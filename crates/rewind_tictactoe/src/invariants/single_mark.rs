//! Single mark invariant: each step adds exactly one mark to its parent.

use super::Invariant;
use crate::{GameHistory, Square, Step};

/// Invariant: every step is its parent plus one mark.
///
/// The mark belongs to the parent's next player, lands on a cell that
/// was empty, and the parent had no winner.
pub struct SingleMarkInvariant;

fn follows(prev: &Step, cur: &Step) -> bool {
    if prev.winner().is_some() {
        return false;
    }

    let mut changed = prev
        .board()
        .squares()
        .iter()
        .zip(cur.board().squares())
        .filter(|(before, after)| before != after);

    matches!(
        (changed.next(), changed.next()),
        (Some((Square::Empty, Square::Occupied(mark))), None) if *mark == prev.next()
    )
}

impl Invariant<GameHistory> for SingleMarkInvariant {
    fn holds(game: &GameHistory) -> bool {
        game.steps().windows(2).all(|pair| follows(&pair[0], &pair[1]))
    }

    fn description() -> &'static str {
        "Each step adds one mark for the previous step's next player"
    }
}

#[cfg(test)]
mod tests {
    use super::*;
    use crate::{Board, Player, Position};

    #[test]
    fn test_played_game_holds() {
        let mut game = GameHistory::new();
        for pos in [Position::Center, Position::TopLeft, Position::BottomRight] {
            game.play_cell(pos);
        }
        assert!(SingleMarkInvariant::holds(&game));
    }

    #[test]
    fn test_repeated_step_violates() {
        let step = Step::initial().advance(Position::Center).unwrap();
        let game = GameHistory::from_parts(vec![Step::initial(), step, step], 2);
        assert!(!SingleMarkInvariant::holds(&game));
    }

    #[test]
    fn test_step_after_win_violates() {
        let mut step = Step::initial();
        let mut steps = vec![step];
        for pos in [0, 3, 1, 4, 2] {
            step = step.advance(Position::from_index(pos).unwrap()).unwrap();
            steps.push(step);
        }
        // Build a follow-up by hand since advance refuses won steps.
        let mut squares = *step.board().squares();
        squares[8] = Square::Occupied(Player::O);
        let forced: Step = serde_json::from_value(serde_json::json!({
            "board": Board::from_squares(squares),
            "next": Player::X,
            "winner": Player::X,
        }))
        .unwrap();
        steps.push(forced);

        let game = GameHistory::from_parts(steps, 6);
        assert!(!SingleMarkInvariant::holds(&game));
    }
}
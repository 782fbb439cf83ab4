//! Command-line interface for rewind.

use clap::{Parser, Subcommand};
use std::path::PathBuf;

/// Rewind - tic-tac-toe with time travel
#[derive(Parser, Debug)]
#[command(name = "rewind")]
#[command(about = "Tic-tac-toe with a move history you can jump through", long_about = None)]
#[command(version)]
pub struct Cli {
    /// Path to a TOML config file (defaults to ./rewind.toml if present)
    #[arg(short, long, global = true)]
    pub config: Option<PathBuf>,

    /// Subcommand to run (defaults to `play`)
    #[command(subcommand)]
    pub command: Option<Command>,
}

/// Available commands
#[derive(Subcommand, Debug, PartialEq, Eq)]
pub enum Command {
    /// Play interactively in the terminal
    Play,

    /// Apply a scripted game and print the result
    Replay {
        /// Commands separated by spaces or commas: `4` plays cell 4, `j2` jumps to step 2
        script: String,

        /// Print the full history as JSON instead of text
        #[arg(long)]
        json: bool,
    },
}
────
▸ **TASK**: Restate the material word for word, keeping every line intact.

▸ **RESULT OF THIS TASK**:
filename crates/rewind_tictactoe/src/invariants/single_mark.rs
//! Single mark invariant: each step adds exactly one mark to its parent.

use super::Invariant;
use crate::{GameHistory, Square, Step};

/// Invariant: every step is its parent plus one mark.
///
/// The mark belongs to the parent's next player, lands on a cell that
/// was empty, and the parent had no winner.
pub struct SingleMarkInvariant;

fn follows(prev: &Step, cur: &Step) -> bool {
    if prev.winner().is_some() {
        return false;
    }

    let mut changed = prev
        .board()
        .squares()
        .iter()
        .zip(cur.board().squares())
        .filter(|(before, after)| before != after);

    matches!(
        (changed.next(), changed.next()),
        (Some((Square::Empty, Square::Occupied(mark))), None) if *mark == prev.next()
    )
}

impl Invariant<GameHistory> for SingleMarkInvariant {
    fn holds(game: &GameHistory) -> bool {
        game.steps().windows(2).all(|pair| follows(&pair[0], &pair[1]))
    }

    fn description() -> &'static str {
        "Each step adds one mark for the previous step's next player"
    }
}

#[cfg(test)]
mod tests {
    use super::*;
    use crate::{Board, Player, Position};

    #[test]
    fn test_played_game_holds() {
        let mut game = GameHistory::new();
        for pos in [Position::Center, Position::TopLeft, Position::BottomRight] {
            game.play_cell(pos);
        }
        assert!(SingleMarkInvariant::holds(&game));
    }

    #[test]
    fn test_repeated_step_violates() {
        let step = Step::initial().advance(Position::Center).unwrap();
        let game = GameHistory::from_parts(vec![Step::initial(), step, step], 2);
        assert!(!SingleMarkInvariant::holds(&game));
    }

    #[test]
    fn test_step_after_win_violates() {
        let mut step = Step::initial();
        let mut steps = vec![step];
        for pos in [0, 3, 1, 4, 2] {
            step = step.advance(Position::from_index(pos).unwrap()).unwrap();
            steps.push(step);
        }
        // Build a follow-up by hand since advance refuses won steps.
        let mut squares = *step.board().squares();
        squares[8] = Square::Occupied(Player::O);
        let forced: Step = serde_json::from_value(serde_json::json!({
            "board": Board::from_squares(squares),
            "next": Player::X,
            "winner": Player::X,
        }))
        .unwrap();
        steps.push(forced);

        let game = GameHistory::from_parts(steps, 6);
        assert!(!SingleMarkInvariant::holds(&game));
    }
}
repository 782fbb439cf83ab4
//! Command-line interface for rewind.

use clap::{Parser, Subcommand};
use std::path::PathBuf;

/// Rewind - tic-tac-toe with time travel
#[derive(Parser, Debug)]
#[command(name = "rewind")]
#[command(about = "Tic-tac-toe with a move history you can jump through", long_about = None)]
#[command(version)]
pub struct Cli {
    /// Path to a TOML config file (defaults to ./rewind.toml if present)
    #[arg(short, long, global = true)]
    pub config: Option<PathBuf>,

    /// Subcommand to run (defaults to `play`)
    #[command(subcommand)]
    pub command: Option<Command>,
}

/// Available commands
#[derive(Subcommand, Debug, PartialEq, Eq)]
pub enum Command {
    /// Play interactively in the terminal
    Play,

    /// Apply a scripted game and print the result
    Replay {
        /// Commands separated by spaces or commas: `4` plays cell 4, `j2` jumps to step 2
        script: String,

        /// Print the full history as JSON instead of text
        #[arg(long)]
        json: bool,
    },
}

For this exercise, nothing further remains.